The Evangeliumschristen-Baptisten ('Evangelical Christians-Baptists') are mostly of Russian-German origin. They were formed in 1944 from the merger of Evangeliums-Christen with the Baptists. Later, other evangelical free churches joined them. In contrast to their Eastern European countries of origin, no unified union of Evangelical Christians-Baptists was founded in Germany. Some of the newly formed congregations have come together in congregational associations such as Bruderschaft der Freien Evangeliums Christen Gemeinden ('the Brotherhood of Free Evangelical Christian Congregations') or the Arbeitsgemeinschaft evangelikaler Gemeinden ('Working Group of Evangelical Congregations'). Another part is connected with German Baptists through the Arbeitsgemeinschaft der Evangeliumschristen-Baptisten in the Union of Evangelical Free Churches or is united with Mennonite Brethren congregations in the Bund Taufgesinnter Gemeinden ('Union of Baptist-Minded Congregations'). In addition, there are also congregations outside of congregational associations.

=== Bund Taufgesinnter Gemeinden ===
The congregations in the Bund Taufgesinnter Gemeinden ('Union of Baptist-Minded Congregations'; BTG) have partly Baptist, partly Mennonite roots. The federation was formed in 1989 from the merger of originally six Baptist-oriented congregations, which were primarily located in the region of Ostwestfalen-Lippe. The BTG has about 6000 members spread over 30 congregations. The Bibelseminar ('Bible seminary'), the theological training center of this association of congregations, is located in Bonn and offers a regular study program as well as a theological correspondence course and a theological evening school.
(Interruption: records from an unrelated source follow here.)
//! Sprites: a positioned rectangle drawn from a GPU texture
//!
//! Solid-color sprites share the built-in 1x1 white texture and carry their
//! color as a tint, so they need no GPU upload of their own.

use std::path::Path;

use anyhow::{Context, Result};
use glam::IVec2;

use super::vertex::{Color, colors};
use crate::sim::{Area, Body};

/// Handle to a texture owned by the render state
#[derive(Debug, Clone, Copy, PartialEq, Eq, Hash)]
pub struct TextureId(pub(crate) usize);

impl TextureId {
    /// The 1x1 white texture every render state creates first
    pub const WHITE: TextureId = TextureId(0);
}

/// Decoded RGBA8 pixels
#[derive(Debug, Clone)]
pub struct ImageData {
    pub width: u32,
    pub height: u32,
    pub rgba: Vec<u8>,
}

impl ImageData {
    pub fn white_pixel() -> Self {
        Self {
            width: 1,
            height: 1,
            rgba: vec![255; 4],
        }
    }

    /// Decode an image file (BMP, PNG)
    pub fn load(path: &Path) -> Result<Self> {
        let img = image::open(path)
            .with_context(|| format!("failed to load image {}", path.display()))?
            .to_rgba8();
        let (width, height) = img.dimensions();
        Ok(Self {
            width,
            height,
            rgba: img.into_raw(),
        })
    }
}

/// A drawable rectangle with a position, size and texture
#[derive(Debug, Clone, PartialEq)]
pub struct Sprite {
    body: Body,
    pub texture: TextureId,
    pub tint: Color,
}

impl Sprite {
    /// Solid-color sprite of `size` at the origin
    pub fn from_color(color: Color, size: IVec2) -> Self {
        Self {
            body: Body {
                pos: IVec2::ZERO,
                size,
            },
            texture: TextureId::WHITE,
            tint: color,
        }
    }

    /// Untinted sprite showing `texture` at the origin
    pub fn from_texture(texture: TextureId, size: IVec2) -> Self {
        Self {
            body: Body {
                pos: IVec2::ZERO,
                size,
            },
            texture,
            tint: colors::WHITE,
        }
    }

    pub fn position(&self) -> IVec2 {
        self.body.pos
    }

    pub fn set_position(&mut self, pos: IVec2) {
        self.body.pos = pos;
    }

    pub fn size(&self) -> IVec2 {
        self.body.size
    }

    /// Bounding box (left, top, right, bottom)
    pub fn area(&self) -> Area {
        self.body.area()
    }
}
=== International Baptist Convention ===
The International Baptist Convention goes back to church plantings by American soldiers. In Germany, 25 English-speaking congregations belong to it. From its beginnings in Wiesbaden and Frankfurt, a loose working group was formed in 1958, the Association of Baptists in Continental Europe, which was joined by other congregations and, from 1961, supported by the North American congregational association of the Southern Baptist Convention. In 1964, the Association adopted its current name.
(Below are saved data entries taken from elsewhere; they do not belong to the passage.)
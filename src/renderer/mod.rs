//! wgpu sprite rendering module
//!
//! Everything is drawn as textured quads in window pixel coordinates.
//! `Frame` is built on the CPU each frame and handed to `RenderState::present`.

pub mod frame;
pub mod pipeline;
pub mod shapes;
pub mod sprite;
pub mod vertex;

pub use frame::Frame;
pub use pipeline::{RenderState, SurfaceErrorAction};
pub use sprite::{ImageData, Sprite, TextureId};
pub use vertex::{Color, colors};
//! Game state and core simulation types
//!
//! Entities are plain structs: one ball, two players, one fence. They are
//! created once in [`GameState::new`] and live for the whole game.

use glam::IVec2;
use rand::SeedableRng;
use rand_pcg::Pcg32;
use serde::Serialize;

use crate::consts::*;

/// Axis-aligned bounding box edges, in pixels
#[derive(Debug, Clone, Copy, PartialEq, Eq, Serialize)]
pub struct Area {
    pub left: i32,
    pub top: i32,
    pub right: i32,
    pub bottom: i32,
}

/// Position + size of anything drawn as a rectangle
#[derive(Debug, Clone, Copy, PartialEq, Eq, Serialize)]
pub struct Body {
    /// Top-left corner
    pub pos: IVec2,
    pub size: IVec2,
}

impl Body {
    pub const fn new(x: i32, y: i32, w: i32, h: i32) -> Self {
        Self {
            pos: IVec2::new(x, y),
            size: IVec2::new(w, h),
        }
    }

    pub fn area(&self) -> Area {
        Area {
            left: self.pos.x,
            top: self.pos.y,
            right: self.pos.x + self.size.x,
            bottom: self.pos.y + self.size.y,
        }
    }

    pub fn center_y(&self) -> i32 {
        self.pos.y + self.size.y / 2
    }
}

/// Which end of the court a paddle defends
#[derive(Debug, Clone, Copy, PartialEq, Eq, Serialize)]
pub enum Side {
    Left,
    Right,
}

/// The ball
#[derive(Debug, Clone, PartialEq, Serialize)]
pub struct Ball {
    pub body: Body,
    /// Pixels per frame
    pub vel: IVec2,
}

impl Ball {
    pub fn new(x: i32, y: i32) -> Self {
        Self {
            body: Body::new(x, y, BALL_SIZE, BALL_SIZE),
            vel: IVec2::ZERO,
        }
    }
}

/// A paddle and the player behind it
#[derive(Debug, Clone, PartialEq, Serialize)]
pub struct Player {
    pub body: Body,
    /// Only `vel.y` is ever non-zero
    pub vel: IVec2,
    pub side: Side,
    /// Driven by the tracking AI instead of the keyboard
    pub ai: bool,
    pub score: u32,
}

impl Player {
    pub fn new(x: i32, y: i32, side: Side, ai: bool) -> Self {
        Self {
            body: Body::new(x, y, PADDLE_WIDTH, PADDLE_HEIGHT),
            vel: IVec2::ZERO,
            side,
            ai,
            score: 0,
        }
    }
}

/// Play field bounds every moving entity is kept inside
#[derive(Debug, Clone, Copy, PartialEq, Eq, Serialize)]
pub struct Fence {
    pub minx: i32,
    pub miny: i32,
    pub maxx: i32,
    pub maxy: i32,
}

impl Fence {
    pub const fn new(minx: i32, miny: i32, maxx: i32, maxy: i32) -> Self {
        Self {
            minx,
            miny,
            maxx,
            maxy,
        }
    }

    pub fn center_x(&self) -> i32 {
        self.minx + (self.maxx - self.minx) / 2
    }

    pub fn center_y(&self) -> i32 {
        self.miny + (self.maxy - self.miny) / 2
    }

    /// Top-left position that centers a body of `size` in the field
    pub fn centered(&self, size: IVec2) -> IVec2 {
        IVec2::new(
            self.center_x() - size.x / 2,
            self.center_y() - size.y / 2,
        )
    }
}

/// The whole court
pub const COURT: Fence = Fence::new(0, 0, COURT_WIDTH, COURT_HEIGHT);

/// Complete game state (deterministic for a given seed and input sequence)
#[derive(Debug, Clone, Serialize)]
pub struct GameState {
    /// Run seed for reproducibility
    pub seed: u64,
    /// Serve RNG, only drawn from on a score
    #[serde(skip)]
    pub rng: Pcg32,
    /// Frames simulated so far
    pub frame: u64,
    pub fence: Fence,
    pub ball: Ball,
    /// Left, keyboard-controlled
    pub player1: Player,
    /// Right, AI-controlled
    pub player2: Player,
}

impl GameState {
    /// Create a new game with the standard court layout
    pub fn new(seed: u64) -> Self {
        let fence = COURT;
        let mut ball = Ball::new(0, 0);
        ball.body.pos = fence.centered(ball.body.size);
        ball.vel = IVec2::new(BALL_SERVE_VX, 0);

        Self {
            seed,
            rng: Pcg32::seed_from_u64(seed),
            frame: 0,
            fence,
            ball,
            player1: Player::new(fence.minx, PADDLE_START_Y, Side::Left, false),
            player2: Player::new(
                fence.maxx - PADDLE_WIDTH,
                PADDLE_START_Y,
                Side::Right,
                true,
            ),
        }
    }

    /// Current (player1, player2) scores
    pub fn scores(&self) -> (u32, u32) {
        (self.player1.score, self.player2.score)
    }
}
=== Missionsdienst der Freien Baptisten ===
The Missionsdienst der Freien Baptisten ('Free Baptist Mission Service') works together with Baptist Mid-Missions. About ten congregations belong to it. According to their own statements, the Free Baptist congregations are more "theologically conservative" than the Baptists in the Union of Evangelical Free Churches. The main differences are their positions on women's ordination, the charismatic movement and ecumenism, as well as the understanding of the Bible.
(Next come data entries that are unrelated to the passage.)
//! Platform abstraction layer
//!
//! Handles the native window and event pump for:
//! - Window creation and GPU surface setup
//! - Input events, batched per frame
//! - Fixed inter-frame delay

pub mod input;
pub mod window;

pub use input::{InputEvent, Key, translate_window_event};
pub use window::{FrameControl, FrameHandler, WindowConfig, present_or_recover, run};
//! Window + frame loop
//!
//! Owns the winit event loop and window and wires them to the renderer.
//! Frames are paced by a fixed delay: the loop sleeps in `WaitUntil` between
//! frames and wakes early only to collect input into the next batch.

use std::sync::Arc;
use std::time::{Duration, Instant};

use anyhow::{Context, Result};
use winit::application::ApplicationHandler;
use winit::dpi::LogicalSize;
use winit::event::WindowEvent;
use winit::event_loop::{ActiveEventLoop, ControlFlow, EventLoop};
use winit::window::{Window, WindowId};

use super::input::{InputEvent, translate_window_event};
use crate::renderer::{RenderState, SurfaceErrorAction};

/// Window configuration
#[derive(Debug, Clone)]
pub struct WindowConfig {
    pub title: String,
    pub width: u32,
    pub height: u32,
    pub frame_delay: Duration,
}

/// Returned by a frame to keep going or stop the loop
#[derive(Debug, Copy, Clone, Eq, PartialEq)]
pub enum FrameControl {
    Continue,
    Exit,
}

/// A program driven by the frame loop
pub trait FrameHandler {
    /// Called once the window and GPU exist, before the first frame
    fn init(&mut self, gfx: &mut RenderState) -> Result<()>;

    /// Called once per frame with the events polled since the last one
    fn frame(&mut self, events: &[InputEvent], gfx: &mut RenderState) -> Result<FrameControl>;
}

/// Open the window and run frames until the handler exits or fails
pub fn run<H: FrameHandler>(config: WindowConfig, handler: H) -> Result<()> {
    let event_loop = EventLoop::new().context("failed to create winit EventLoop")?;
    let mut app = App::new(config, handler);

    event_loop
        .run_app(&mut app)
        .context("winit event loop terminated with error")?;

    match app.error {
        Some(err) => Err(err),
        None => Ok(()),
    }
}

struct Active {
    window: Arc<Window>,
    gfx: RenderState,
}

struct App<H> {
    config: WindowConfig,
    handler: H,
    active: Option<Active>,
    pending: Vec<InputEvent>,
    next_frame: Instant,
    error: Option<anyhow::Error>,
}

impl<H: FrameHandler> App<H> {
    fn new(config: WindowConfig, handler: H) -> Self {
        Self {
            config,
            handler,
            active: None,
            pending: Vec::new(),
            next_frame: Instant::now(),
            error: None,
        }
    }

    fn open(&mut self, event_loop: &ActiveEventLoop) -> Result<Active> {
        let attrs = Window::default_attributes()
            .with_title(self.config.title.clone())
            .with_inner_size(LogicalSize::new(
                f64::from(self.config.width),
                f64::from(self.config.height),
            ))
            .with_resizable(false);

        let window = Arc::new(
            event_loop
                .create_window(attrs)
                .context("failed to create window")?,
        );
        log::info!(
            "Opened window {:?} ({}x{})",
            self.config.title,
            self.config.width,
            self.config.height
        );

        let mut gfx = pollster::block_on(RenderState::new(
            window.clone(),
            (self.config.width, self.config.height),
        ))?;
        self.handler.init(&mut gfx)?;

        Ok(Active { window, gfx })
    }

    fn fail(&mut self, event_loop: &ActiveEventLoop, err: anyhow::Error) {
        log::error!("{err:#}");
        self.error = Some(err);
        event_loop.exit();
    }

    fn run_frame(&mut self, event_loop: &ActiveEventLoop) {
        let Some(active) = self.active.as_mut() else {
            return;
        };
        let events = std::mem::take(&mut self.pending);

        match self.handler.frame(&events, &mut active.gfx) {
            Ok(FrameControl::Continue) => {}
            Ok(FrameControl::Exit) => {
                log::info!("Quit requested");
                event_loop.exit();
            }
            Err(err) => self.fail(event_loop, err),
        }
    }
}

impl<H: FrameHandler> ApplicationHandler for App<H> {
    fn resumed(&mut self, event_loop: &ActiveEventLoop) {
        if self.active.is_some() {
            return;
        }
        match self.open(event_loop) {
            Ok(active) => {
                active.window.request_redraw();
                self.active = Some(active);
                self.next_frame = Instant::now();
            }
            Err(err) => self.fail(event_loop, err),
        }
    }

    fn window_event(
        &mut self,
        _event_loop: &ActiveEventLoop,
        _window_id: WindowId,
        event: WindowEvent,
    ) {
        if let WindowEvent::Resized(new_size) = &event {
            if let Some(active) = self.active.as_mut() {
                active.gfx.resize(new_size.width, new_size.height);
            }
        }

        if let Some(input) = translate_window_event(&event) {
            self.pending.push(input);
        }
    }

    fn about_to_wait(&mut self, event_loop: &ActiveEventLoop) {
        if self.error.is_some() || event_loop.exiting() {
            return;
        }

        let now = Instant::now();
        if now >= self.next_frame {
            self.run_frame(event_loop);
            self.next_frame = now + self.config.frame_delay;
        }
        event_loop.set_control_flow(ControlFlow::WaitUntil(self.next_frame));
    }
}

/// Present a frame, turning surface errors into a fatal error or a skipped frame
pub fn present_or_recover(gfx: &mut RenderState, frame: &crate::renderer::Frame) -> Result<()> {
    match gfx.present(frame) {
        Ok(()) => Ok(()),
        Err(err) => match gfx.handle_surface_error(&err) {
            SurfaceErrorAction::Fatal => Err(err).context("surface lost beyond recovery"),
            action => {
                log::warn!("Render error: {err:?} ({action:?})");
                Ok(())
            }
        },
    }
}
=== Baptists connected to KfG ===
The churches of the Missionsdienstes der Freien Baptisten and other free Baptist churches are associated with the Konferenz für Gemeindegründung ('Conference for Church Planting'; KfG). Around 30 congregations are affiliated.

=== Bibel-Baptisten ===
The Bibel-Baptisten ('Bible Baptists') include about 50 churches.

=== Reformed Baptists ===
The Reformed Baptists, who are strongly influenced by Calvinism, include about ten congregations in Germany.

== Total statistics ==
The Religionswissenschaftlicher Medien- und Informationsdienst or REMID ('German Religious Studies Media and Information Service') gives a total membership for "Free Baptist and Mennonite congregations" of about 290,000 in "550 free congregations" in 2012. According to this, most members come from the area of the former Soviet Union. Apart from the fact that these are explicitly not only Baptists, this figure, with the exception of the Union of Evangelical Free Churches, likely also includes some if not all of the above-mentioned groupings.